About the Artist

About the artist:

Three years ago, I parted with a comfortable and enjoyable American lifestyle to seek adventure and exposure to other cultures.  I'd earned a Master's Degree in Social Work with a specialty in Social Circus, a means of healing and opening awareness through play and performance, and I gravitated to Latin America to offer this practice.   I departed as a young woman with a consciousness formed largely by mainstream American experience but prodded by an innate curiousity and a humanitarian impulse.  A year and a half later, I returned personally, politically, and spiritually transformed.

While I'd looked forward to arriving at a heightened understanding of the ways of Latin America, I was taken by how little the culture resembled mainstream American media portrayals of the land as corrupt and crime-ridden, and I was shaken by the hostility with which so many Latin Americans regard America.  Comments from Latin Americans like, "Thank you for helping me see that all Americans are not racist" and "You must accept that America is an imperialist nation" stunned me, and punctuated a quieter distrust that I felt challenged to continually overcome across my travels.
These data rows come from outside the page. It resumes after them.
//! Configuration loading and parsing.
//!
//! - Schema definitions in [`schema`]
//! - File discovery and loading in [`loader`]
//!
//! # Example
//!
//! ```
//! use wrkmon_setup::config::load_config_file;
//! use tempfile::TempDir;
//! use std::fs;
//!
//! let temp = TempDir::new().unwrap();
//! let path = temp.path().join("config.yml");
//! fs::write(&path, "settings:\n  skip_optional: true\n").unwrap();
//!
//! let config = load_config_file(&path).unwrap();
//! assert!(config.settings.skip_optional);
//! assert_eq!(config.package.name, "wrkmon");
//! ```
//!
//! # Configuration File Locations
//!
//! 1. `--config <path>` (must exist)
//! 2. User config (`~/.wrkmon-setup/config.yml`), if present
//! 3. Built-in defaults

pub mod loader;
pub mod schema;

pub use loader::{find_user_config, load_config, load_config_file, parse_config, CONFIG_DIR};
pub use schema::{OutputMode, PackageConfig, PythonConfig, Settings, SetupConfig};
The stress of this experience, however, was balanced by the many inspiring connections I experienced with Latin Americans and the affirmation of my faith in the basic goodness and sameness of humanity.  I returned to the US identifying myself, for the first time, as distinctly American, understanding that qualities such as my directness, relative ease at developing and expressing opinions, creativity, and adventurous spirit are gifts given to me by my family, socioeconomic status, and nation of origin.  I also returned with discomforting questions about the ways that the United States interacts with the rest of the world and with a deep drive to discover my own responsibility in shaping that interaction.

Now, after spending another year and a half inhabiting the States with this widened lens, exploring the history, politics, arts, and communities of my own nation, I find myself drawn back to Latin America, again with Social Circus as a tool, and with a deliberate determination to delve more deeply into inter-cultural dialogue and investigation.